Spacecraft properties
- Spacecraft: Soyuz 7K-T No.4
- Spacecraft type: Soyuz 7K-T/A9
- Manufacturer: OKB-1
- Launch mass: 6,570 kg (14,480 lb)
- Landing mass: 1,200 kg (2,600 lb)

Crew
- Crew size: 2
- Members: Gennady Sarafanov Lev Dyomin
- Callsign: Дунай (Dunay - "Danube")

Start of mission
- Launch date: 26 August 1974, 19:58:05 UTC
- Rocket: Soyuz 11A511
- Launch site: Baikonur 1/5

End of mission
- Landing date: 28 August 1974, 20:10:16 UTC
- Landing site: 48 km (30 mi) at the southwest of Tselinograd

Orbital parameters
- Reference system: Geocentric orbit
- Regime: Low Earth orbit
- Perigee altitude: 254 km (158 mi)
- Apogee altitude: 275 km (171 mi)
- Inclination: 51.60°
- Period: 89.60 minutes

= Soyuz 15 =

1974 Soviet crewed spaceflight to Salyut 3

Soyuz 15 (Союз 15, Union 15) was an August 1974 crewed space flight which was to have been the second mission to the Soviet Union's Salyut 3 space station with presumably military objectives.

Launched 26 August 1974, the Soyuz spacecraft arrived at the station, but cosmonauts Gennady Sarafanov and Lev Dyomin were unable to dock because the electronics in the Igla docking system malfunctioned. Without sufficient fuel for prolonged attempts at manual docking, the mission had to be abandoned. The cosmonauts powered down all nonessential systems in the Soyuz and waited until the next day for reentry. The crew landed 28 August 1974. Analysis of the launch window was cited by observers for concluding a flight of 19 to 29 days had been planned.

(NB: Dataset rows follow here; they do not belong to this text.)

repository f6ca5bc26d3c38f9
//! Work queues and the machinery that drains them

pub mod executor;
pub mod planner;
pub mod queue;
pub mod runner;

pub use executor::{AppExecutor, FileExecutor, ItemExecutor};
pub use planner::{plan_applications, plan_files, InstalledPackages, ReinstallPolicy};
pub use queue::{ProvisioningState, QueueItem, QueueKind, WorkQueue};
pub use runner::{DrainOutcome, EscalationPolicy, QueueRunner, RunnerOptions};
//! Bring platform switches in line with the configuration

use std::sync::Arc;

use tracing::{debug, info, warn};

use crate::gates::GateId;
use crate::models::config::{DeviceConfig, SystemUpdatePolicy};
use crate::platform::{Capabilities, RemoteLog, RemoteLogLevel, SettingKind, SettingValue, SystemSettings};

/// What a settings pass changed
#[derive(Debug, Clone, Default, PartialEq, Eq)]
pub struct AppliedSettings {
    pub changed: Vec<SettingKind>,
    pub failed: Vec<SettingKind>,
    pub factory_reset: bool,
}

/// Idempotent settings pass, safe to run on every reconciliation
pub struct SystemSettingsApplier {
    system: Arc<dyn SystemSettings>,
    caps: Arc<dyn Capabilities>,
    remote_log: Arc<dyn RemoteLog>,
}

impl SystemSettingsApplier {
    pub fn new(
        system: Arc<dyn SystemSettings>,
        caps: Arc<dyn Capabilities>,
        remote_log: Arc<dyn RemoteLog>,
    ) -> Self {
        Self {
            system,
            caps,
            remote_log,
        }
    }

    /// Apply every desired switch that differs from the platform state.
    ///
    /// Failures are reported but never stop the pipeline.
    pub async fn apply(&self, config: &DeviceConfig) -> AppliedSettings {
        let mut applied = AppliedSettings::default();

        if config.wants_factory_reset() {
            applied.factory_reset = self.factory_reset().await;
        }

        let device_owner = self.caps.is_device_owner().await;
        for (kind, value) in desired_settings(config, device_owner) {
            let current = match self.system.current(kind).await {
                Ok(current) => current,
                Err(e) => {
                    debug!("Cannot read {}: {}", kind, e);
                    None
                }
            };
            if current.as_ref() == Some(&value) {
                continue;
            }

            match self.system.apply(kind, &value).await {
                Ok(()) => {
                    info!("Applied {} = {:?}", kind, value);
                    applied.changed.push(kind);
                }
                Err(e) => {
                    warn!("Failed to apply {}: {}", kind, e);
                    self.remote_log
                        .log(RemoteLogLevel::Warn, format!("Failed to apply {}: {}", kind, e));
                    applied.failed.push(kind);
                }
            }
        }
        applied
    }

    /// Requires an active device admin
    async fn factory_reset(&self) -> bool {
        if !self.caps.request_capability(GateId::DeviceAdmin).await {
            warn!("Factory reset requested but device admin is not active");
            self.remote_log.log(
                RemoteLogLevel::Warn,
                "Factory reset requested but device admin is not active".to_string(),
            );
            return false;
        }

        self.remote_log
            .log(RemoteLogLevel::Info, "Factory reset requested".to_string());
        match self.system.factory_reset().await {
            Ok(()) => true,
            Err(e) => {
                warn!("Factory reset failed: {}", e);
                self.remote_log
                    .log(RemoteLogLevel::Error, format!("Factory reset failed: {}", e));
                false
            }
        }
    }
}

/// Switches the configuration sets, in application order
pub fn desired_settings(config: &DeviceConfig, device_owner: bool) -> Vec<(SettingKind, SettingValue)> {
    let mut desired = Vec::new();
    let flags = [
        (SettingKind::Gps, config.gps),
        (SettingKind::Bluetooth, config.bluetooth),
        (SettingKind::Wifi, config.wifi),
        (SettingKind::MobileData, config.mobile_data),
        (SettingKind::UsbStorage, config.usb_storage),
    ];
    desired.extend(
        flags
            .into_iter()
            .filter_map(|(kind, flag)| flag.map(|on| (kind, SettingValue::Flag(on)))),
    );

    if config.auto_brightness.is_some() || config.brightness.is_some() {
        desired.push((
            SettingKind::Brightness,
            SettingValue::Brightness {
                auto: config.auto_brightness.unwrap_or(false),
                level: config.brightness,
            },
        ));
    }

    if let Some(manage) = config.manage_timeout {
        desired.push((
            SettingKind::ScreenTimeout,
            SettingValue::Timeout {
                manage,
                secs: config.timeout,
            },
        ));
    }

    if let Some(lock) = config.lock_volume {
        desired.push((SettingKind::VolumeLock, SettingValue::Flag(lock)));
    }

    let policy = config.system_update_policy();
    if device_owner && policy != SystemUpdatePolicy::Default {
        desired.push((SettingKind::SystemUpdate, SettingValue::UpdatePolicy(policy)));
    }
    desired
}
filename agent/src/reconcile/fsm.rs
//! Finite state machine for reconciliation passes

use serde::{Deserialize, Serialize};

use crate::provision::QueueKind;

/// Reconciliation state
#[derive(Debug, Clone, Copy, PartialEq, Eq, Serialize, Deserialize)]
#[serde(rename_all = "snake_case")]
pub enum ReconcileState {
    /// Nothing ran since process start
    Idle,

    GateCheck,

    /// A capability gate waits for the operator
    GateBlocked,

    Fetching,

    ApplyingSystemSettings,

    FileProvisioning,

    AppProvisioning,

    /// A provisioning item waits for retry or skip
    AwaitingOperator,

    Ready,

    /// Pass stopped, an operator retry is required
    Failed,
}

impl ReconcileState {
    /// A pass is between its start and a resting state
    pub fn is_active(&self) -> bool {
        matches!(
            self,
            ReconcileState::GateCheck
                | ReconcileState::Fetching
                | ReconcileState::ApplyingSystemSettings
                | ReconcileState::FileProvisioning
                | ReconcileState::AppProvisioning
        )
    }
}

/// Reconciliation event
#[derive(Debug, Clone)]
pub enum ReconcileEvent {
    /// A new pass starts
    Start,

    GatesPassed,

    GateFailed,

    /// Fresh configuration stored
    Fetched,

    /// Server unreachable, last known configuration reused
    UseCached,

    /// Unreachable without fallback, or rejected
    FetchFailed(String),

    SettingsApplied,

    FilesDrained,

    AppsDrained,

    /// An item failed and waits for the operator
    ItemBlocked(String),

    /// Operator resolved the blocked item
    Resume(QueueKind),

    /// Unrecoverable error inside a pass
    Abort(String),
}

/// Reconciliation FSM
#[derive(Debug, Clone)]
pub struct ReconcileFsm {
    state: ReconcileState,
    error: Option<String>,
    blocked_item: Option<String>,
}

impl ReconcileFsm {
    /// Create a new FSM in idle state
    pub fn new() -> Self {
        Self {
            state: ReconcileState::Idle,
            error: None,
            blocked_item: None,
        }
    }

    /// Get current state
    pub fn state(&self) -> ReconcileState {
        self.state
    }

    /// Error of the last failed pass
    pub fn error(&self) -> Option<&str> {
        self.error.as_deref()
    }

    /// Item waiting for the operator
    pub fn blocked_item(&self) -> Option<&str> {
        self.blocked_item.as_deref()
    }

    /// Process an event and transition state
    pub fn process(&mut self, event: ReconcileEvent) -> Result<ReconcileState, String> {
        use ReconcileEvent as E;
        use ReconcileState as S;

        let new_state = match (self.state, &event) {
            // Resting states accept a new pass
            (
                S::Idle | S::Ready | S::Failed | S::GateBlocked | S::AwaitingOperator,
                E::Start,
            ) => {
                self.error = None;
                self.blocked_item = None;
                S::GateCheck
            }

            (S::GateCheck, E::GatesPassed) => S::Fetching,
            (S::GateCheck, E::GateFailed) => S::GateBlocked,

            (S::Fetching, E::Fetched) => S::ApplyingSystemSettings,
            (S::Fetching, E::UseCached) => S::Ready,
            (S::Fetching, E::FetchFailed(err)) => {
                self.error = Some(err.clone());
                S::Failed
            }

            (S::ApplyingSystemSettings, E::SettingsApplied) => S::FileProvisioning,

            (S::FileProvisioning, E::FilesDrained) => S::AppProvisioning,
            (S::AppProvisioning, E::AppsDrained) => S::Ready,
            (S::FileProvisioning | S::AppProvisioning, E::ItemBlocked(item)) => {
                self.blocked_item = Some(item.clone());
                S::AwaitingOperator
            }

            (S::AwaitingOperator, E::Resume(QueueKind::Files)) => {
                self.blocked_item = None;
                S::FileProvisioning
            }
            (S::AwaitingOperator, E::Resume(QueueKind::Apps)) => {
                self.blocked_item = None;
                S::AppProvisioning
            }

            (state, E::Abort(err)) if state.is_active() => {
                self.error = Some(err.clone());
                S::Failed
            }

            // Invalid transitions
            (state, event) => {
                return Err(format!("Invalid transition: {:?} -> {:?}", state, event));
            }
        };

        self.state = new_state;
        Ok(new_state)
    }
}

impl Default for ReconcileFsm {
    fn default() -> Self {
        Self::new()
    }
}
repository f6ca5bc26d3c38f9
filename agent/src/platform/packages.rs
//! Package manager driven by command templates

use std::collections::{BTreeMap, BTreeSet};
use std::path::Path;

use async_trait::async_trait;
use tracing::info;

use crate::errors::AgentError;
use crate::platform::shell::CommandTemplate;
use crate::platform::PackageManager;
use crate::storage::settings::PackageCommands;

/// Package manager backed by the `platform.packages` command templates
pub struct CommandPackageManager {
    list: Option<CommandTemplate>,
    install: Option<CommandTemplate>,
    install_interactive: Option<CommandTemplate>,
    uninstall: Option<CommandTemplate>,
    uninstall_interactive: Option<CommandTemplate>,
    marketplace: Option<CommandTemplate>,
    launch: Option<CommandTemplate>,
}

impl CommandPackageManager {
    pub fn from_settings(commands: &PackageCommands) -> Result<Self, AgentError> {
        Ok(Self {
            list: CommandTemplate::parse_opt(commands.list.as_ref())?,
            install: CommandTemplate::parse_opt(commands.install.as_ref())?,
            install_interactive: CommandTemplate::parse_opt(commands.install_interactive.as_ref())?,
            uninstall: CommandTemplate::parse_opt(commands.uninstall.as_ref())?,
            uninstall_interactive: CommandTemplate::parse_opt(commands.uninstall_interactive.as_ref())?,
            marketplace: CommandTemplate::parse_opt(commands.marketplace.as_ref())?,
            launch: CommandTemplate::parse_opt(commands.launch.as_ref())?,
        })
    }

    async fn listing(&self) -> Result<BTreeMap<String, Option<String>>, AgentError> {
        let list = self
            .list
            .as_ref()
            .ok_or_else(|| AgentError::ConfigError("no package list command configured".to_string()))?;
        Ok(parse_listing(&list.run(&[]).await?))
    }

    /// Run a package command, mapping every failure to a platform install error
    async fn run_for(
        &self,
        template: Option<&CommandTemplate>,
        action: &str,
        package: &str,
        vars: &[(&str, &str)],
    ) -> Result<(), AgentError> {
        let template = template.ok_or_else(|| {
            AgentError::install_failed(package, format!("no {} command configured", action))
        })?;
        template
            .run(vars)
            .await
            .map_err(|e| AgentError::install_failed(package, e))?;
        info!("{} {} done", action, package);
        Ok(())
    }
}

/// Parse `<package> [version]` lines
fn parse_listing(output: &str) -> BTreeMap<String, Option<String>> {
    output
        .lines()
        .filter_map(|line| {
            let mut parts = line.split_whitespace();
            let package = parts.next()?;
            Some((package.to_string(), parts.next().map(str::to_string)))
        })
        .collect()
}

#[async_trait]
impl PackageManager for CommandPackageManager {
    async fn installed_packages(&self) -> Result<BTreeSet<String>, AgentError> {
        Ok(self.listing().await?.into_keys().collect())
    }

    async fn package_version(&self, package: &str) -> Result<Option<String>, AgentError> {
        Ok(self.listing().await?.remove(package).flatten())
    }

    async fn install_silently(&self, file: &Path, package: &str) -> Result<(), AgentError> {
        let file = file.to_string_lossy();
        self.run_for(
            self.install.as_ref(),
            "install",
            package,
            &[("file", &file), ("package", package)],
        )
        .await
    }

    async fn install_interactive(&self, file: &Path, package: &str) -> Result<(), AgentError> {
        let file = file.to_string_lossy();
        self.run_for(
            self.install_interactive.as_ref().or(self.install.as_ref()),
            "interactive install",
            package,
            &[("file", &file), ("package", package)],
        )
        .await
    }

    async fn uninstall_silently(&self, package: &str) -> Result<(), AgentError> {
        self.run_for(self.uninstall.as_ref(), "uninstall", package, &[("package", package)])
            .await
    }

    async fn uninstall_interactive(&self, package: &str) -> Result<(), AgentError> {
        self.run_for(
            self.uninstall_interactive.as_ref().or(self.uninstall.as_ref()),
            "interactive uninstall",
            package,
            &[("package", package)],
        )
        .await
    }

    async fn install_from_marketplace(&self, uri: &str, package: &str) -> Result<(), AgentError> {
        self.run_for(
            self.marketplace.as_ref(),
            "marketplace install",
            package,
            &[("uri", uri), ("package", package)],
        )
        .await
    }

    async fn launch(&self, package: &str) -> Result<(), AgentError> {
        self.run_for(self.launch.as_ref(), "launch", package, &[("package", package)])
            .await
    }
}

#[cfg(test)]
mod tests {
    use super::*;

    #[test]
    fn test_parse_listing() {
        let listing = parse_listing("com.foo 1.2.0\ncom.bar\n\n  com.baz 3 extra\n");
        assert_eq!(listing.len(), 3);
        assert_eq!(listing["com.foo"].as_deref(), Some("1.2.0"));
        assert_eq!(listing["com.bar"], None);
        assert_eq!(listing["com.baz"].as_deref(), Some("3"));
    }

    #[tokio::test]
    async fn test_missing_command_is_platform_error() {
        let manager = CommandPackageManager::from_settings(&PackageCommands::default()).unwrap();
        let err = manager.uninstall_silently("com.foo").await.unwrap_err();
        assert!(err.requires_operator());
        assert!(manager.installed_packages().await.is_err());
    }

    #[cfg(unix)]
    #[tokio::test]
    async fn test_list_command() {
        let commands = PackageCommands {
            list: Some("echo com.foo 2.0".to_string()),
            ..Default::default()
        };
        let manager = CommandPackageManager::from_settings(&commands).unwrap();
        assert!(manager.installed_packages().await.unwrap().contains("com.foo"));
        assert_eq!(manager.package_version("com.foo").await.unwrap().as_deref(), Some("2.0"));
        assert_eq!(manager.package_version("com.bar").await.unwrap(), None);
    }
}
//! Remote log shipping

use serde::Serialize;
use tracing::debug;

use crate::http::client::{join_url, HttpClient};
use crate::platform::{RemoteLog, RemoteLogLevel};
use crate::utils::now_secs;

#[derive(Debug, Serialize)]
struct LogEntry {
    level: RemoteLogLevel,
    message: String,
    timestamp: u64,
}

/// Posts log entries to the management server without waiting for the answer
pub struct HttpRemoteLog {
    client: HttpClient,
    url: String,
}

impl HttpRemoteLog {
    pub fn new(client: HttpClient, base_url: &str, project: &str, device_id: &str) -> Self {
        Self {
            client,
            url: join_url(base_url, &[project, "rest/plugins/devicelog/log", device_id]),
        }
    }
}

impl RemoteLog for HttpRemoteLog {
    fn log(&self, level: RemoteLogLevel, message: String) {
        let entry = LogEntry {
            level,
            message,
            timestamp: now_secs(),
        };
        let client = self.client.clone();
        let url = self.url.clone();

        // outside a runtime there is nobody to ship the entry
        let Ok(handle) = tokio::runtime::Handle::try_current() else {
            return;
        };
        handle.spawn(async move {
            if let Err(e) = client.post_json(&url, &[entry]).await {
                debug!("Remote log delivery failed: {}", e);
            }
        });
    }
}
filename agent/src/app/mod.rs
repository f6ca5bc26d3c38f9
//! Application wiring and lifecycle

pub mod options;
pub mod run;
pub mod state;
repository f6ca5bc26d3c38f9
//! Desired configuration: fetch and last-known-good snapshot

pub mod fetcher;
pub mod store;

pub use fetcher::{ConfigFetcher, FetchResult};
pub use store::{ConfigStore, StoredConfig};
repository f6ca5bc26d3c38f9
//! Managed-device agent library
//!
//! Pulls the desired configuration from the management server and reconciles
//! capability gates, system settings, files and applications against it.

pub mod app;
pub mod config;
pub mod errors;
pub mod filesys;
pub mod gates;
pub mod http;
pub mod logs;
pub mod models;
pub mod platform;
pub mod provision;
pub mod reconcile;
pub mod server;
pub mod storage;
pub mod utils;
pub mod workers;
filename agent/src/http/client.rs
//! HTTP client implementation

use std::time::Duration;

use reqwest::{Client, Response};
use serde::Serialize;
use tracing::{debug, error};

use crate::errors::AgentError;
use crate::platform::RawResponse;

/// HTTP client for management server communication
#[derive(Clone)]
pub struct HttpClient {
    client: Client,
}

impl HttpClient {
    /// Create a client with the given connect/read timeout.
    ///
    /// No total timeout is set so long downloads are only bounded by stalls.
    pub fn new(timeout: Duration) -> Result<Self, AgentError> {
        let client = Client::builder()
            .connect_timeout(timeout)
            .read_timeout(timeout)
            .user_agent(concat!("mdmagent/", env!("CARGO_PKG_VERSION")))
            .build()?;

        Ok(Self { client })
    }

    /// GET a URL and return status and body.
    ///
    /// Transport failures and 5xx answers are errors; any other status is
    /// returned for the caller to interpret.
    pub async fn get_raw(&self, url: &str) -> Result<RawResponse, AgentError> {
        debug!("GET {}", url);

        let response = self.client.get(url).send().await?;
        let status = response.status();

        if status.is_server_error() {
            let body = response.text().await.unwrap_or_default();
            error!("HTTP GET failed: {} - {}", status, body);
            return Err(AgentError::ServerError(format!("{}: {}", status, body)));
        }

        Ok(RawResponse {
            status: status.as_u16(),
            body: response.text().await.ok(),
        })
    }

    /// GET a URL for streaming, failing on any non-success status
    pub async fn get_stream(&self, url: &str) -> Result<Response, AgentError> {
        debug!("GET {} (stream)", url);

        let response = self.client.get(url).send().await?;
        if !response.status().is_success() {
            return Err(AgentError::ServerError(format!(
                "{} answered {}",
                url,
                response.status()
            )));
        }
        Ok(response)
    }

    /// POST a JSON body, discarding the response payload
    pub async fn post_json<B: Serialize>(&self, url: &str, body: &B) -> Result<(), AgentError> {
        debug!("POST {}", url);

        let response = self.client.post(url).json(body).send().await?;
        if !response.status().is_success() {
            let status = response.status();
            let body = response.text().await.unwrap_or_default();
            return Err(AgentError::ServerError(format!("{}: {}", status, body)));
        }
        Ok(())
    }
}

/// Join a base URL and path segments with single slashes
pub fn join_url(base: &str, segments: &[&str]) -> String {
    let mut url = base.trim_end_matches('/').to_string();
    for segment in segments {
        let segment = segment.trim_matches('/');
        if segment.is_empty() {
            continue;
        }
        url.push('/');
        url.push_str(segment);
    }
    url
}
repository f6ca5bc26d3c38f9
//! Notification sink keeping the latest user facing status

use std::sync::{Mutex, MutexGuard};
use std::time::Duration;

use chrono::{DateTime, Utc};
use serde::Serialize;
use tracing::{error, info, warn};

use crate::errors::AgentError;
use crate::gates::GateId;
use crate::models::config::DeviceConfig;
use crate::platform::NotificationSink;

/// An item waiting for the operator
#[derive(Debug, Clone, PartialEq, Eq, Serialize)]
pub struct FailedItem {
    pub item: String,
    pub is_file: bool,
    pub error: String,
}

/// What a UI would currently display
#[derive(Debug, Clone, Default, Serialize)]
pub struct StatusSnapshot {
    pub message: Option<String>,
    pub progress_pct: Option<u8>,
    pub blocked_gate: Option<GateId>,
    pub failed_item: Option<FailedItem>,
    pub fatal: Option<String>,
    pub config_age_secs: Option<u64>,
    pub ready_at: Option<DateTime<Utc>>,
    pub ready_title: Option<String>,
}

/// Logs every event and keeps a snapshot for the operator API
#[derive(Default)]
pub struct StatusBoard {
    snapshot: Mutex<StatusSnapshot>,
}

impl StatusBoard {
    pub fn new() -> Self {
        Self::default()
    }

    pub fn snapshot(&self) -> StatusSnapshot {
        self.lock().clone()
    }

    fn lock(&self) -> MutexGuard<'_, StatusSnapshot> {
        // a poisoned snapshot is still a valid snapshot
        self.snapshot.lock().unwrap_or_else(|e| e.into_inner())
    }
}

impl NotificationSink for StatusBoard {
    fn on_ready(&self, config: &DeviceConfig) {
        info!(
            "Device ready: {} applications, {} files",
            config.applications.len(),
            config.files.len()
        );
        let mut snapshot = self.lock();
        snapshot.message = Some("Ready".to_string());
        snapshot.progress_pct = None;
        snapshot.blocked_gate = None;
        snapshot.failed_item = None;
        snapshot.fatal = None;
        snapshot.ready_at = Some(Utc::now());
        snapshot.ready_title = config.title.clone();
    }

    fn on_gate_blocked(&self, gate: GateId) {
        warn!("Waiting for capability: {}", gate);
        let mut snapshot = self.lock();
        snapshot.blocked_gate = Some(gate);
        snapshot.message = Some(format!("Waiting for {}", gate));
    }

    fn on_provisioning_progress(&self, message: &str, pct: Option<u8>) {
        info!("{}", message);
        let mut snapshot = self.lock();
        snapshot.message = Some(message.to_string());
        snapshot.progress_pct = pct;
        snapshot.blocked_gate = None;
        snapshot.fatal = None;
    }

    fn on_item_failed(&self, item: &str, is_file: bool, error: &AgentError) {
        error!("Provisioning of {} failed: {}", item, error);
        self.lock().failed_item = Some(FailedItem {
            item: item.to_string(),
            is_file,
            error: error.to_string(),
        });
    }

    fn on_fatal(&self, error: &AgentError) {
        error!("Reconciliation stopped: {}", error);
        let mut snapshot = self.lock();
        snapshot.fatal = Some(error.to_string());
        snapshot.progress_pct = None;
    }

    fn on_config_stale(&self, age: Duration) {
        warn!("Using cached configuration, {}s old", age.as_secs());
        self.lock().config_age_secs = Some(age.as_secs());
    }
}

#[cfg(test)]
mod tests {
    use super::*;

    #[test]
    fn test_snapshot_follows_events() {
        let board = StatusBoard::new();
        board.on_gate_blocked(GateId::Overlay);
        assert_eq!(board.snapshot().blocked_gate, Some(GateId::Overlay));

        board.on_provisioning_progress("Downloading a.txt", Some(40));
        let snapshot = board.snapshot();
        assert_eq!(snapshot.blocked_gate, None);
        assert_eq!(snapshot.progress_pct, Some(40));

        board.on_item_failed("a.txt", true, &AgentError::item_failed("a.txt", "404"));
        assert!(board.snapshot().failed_item.unwrap().is_file);

        board.on_ready(&DeviceConfig::default());
        let snapshot = board.snapshot();
        assert!(snapshot.ready_at.is_some());
        assert!(snapshot.failed_item.is_none());
    }
}
//! Data models exchanged with the management server

pub mod config;
pub mod response;
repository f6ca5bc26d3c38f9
//! Device identity

use serde::{Deserialize, Serialize};

use crate::errors::AgentError;

/// Identity of this device on the management server
#[derive(Debug, Clone, Default, PartialEq, Eq, Serialize, Deserialize)]
pub struct DeviceIdentity {
    /// Device number registered on the server
    #[serde(default)]
    pub device_id: String,

    /// Server-side project (tenant) path segment
    #[serde(default)]
    pub project: String,

    /// Primary management server URL
    #[serde(default)]
    pub base_url: String,

    /// Fallback management server URL
    #[serde(default)]
    pub secondary_base_url: Option<String>,
}

impl DeviceIdentity {
    pub fn new(device_id: impl Into<String>, base_url: impl Into<String>) -> Self {
        Self {
            device_id: device_id.into(),
            base_url: base_url.into(),
            ..Default::default()
        }
    }
}

/// Assert that the identity is complete enough to talk to the server
pub fn assert_activated(identity: &DeviceIdentity) -> Result<(), AgentError> {
    if identity.device_id.trim().is_empty() {
        return Err(AgentError::DeviceNotActivated(
            "Device ID is empty".to_string(),
        ));
    }

    if identity.base_url.trim().is_empty() {
        return Err(AgentError::DeviceNotActivated(
            "Server URL is empty".to_string(),
        ));
    }

    url::Url::parse(&identity.base_url).map_err(|e| {
        AgentError::DeviceNotActivated(format!("Invalid server URL {}: {}", identity.base_url, e))
    })?;

    Ok(())
}

#[cfg(test)]
mod tests {
    use super::*;

    #[test]
    fn test_assert_activated() {
        assert!(assert_activated(&DeviceIdentity::new("dev-1", "https://mdm.example.com")).is_ok());
        assert!(assert_activated(&DeviceIdentity::new("", "https://mdm.example.com")).is_err());
        assert!(assert_activated(&DeviceIdentity::new("dev-1", "")).is_err());
        assert!(assert_activated(&DeviceIdentity::new("dev-1", "not a url")).is_err());
    }
}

In the event of the failure, official TASS statements merely claimed that the mission was intended to practice docking maneuvers with the Salyut 3 station. They also said that a new automatic docking system was tested which would be used on future Progress transport craft.

The failed mission exposed a number of serious design flaws in the Soyuz 7K-T spacecraft, namely its lack of reserve propellant and electrical power for repeated docking attempts. In addition, the Igla docking system was found to be in major need of improvement. Since it was impossible to carry out these changes before Salyut 3 finished its operating lifespan, they had to wait for future space stations. The backup spacecraft for the Soyuz 15 mission was placed in storage and later flown as Soyuz 20 despite being past its intended shelf life.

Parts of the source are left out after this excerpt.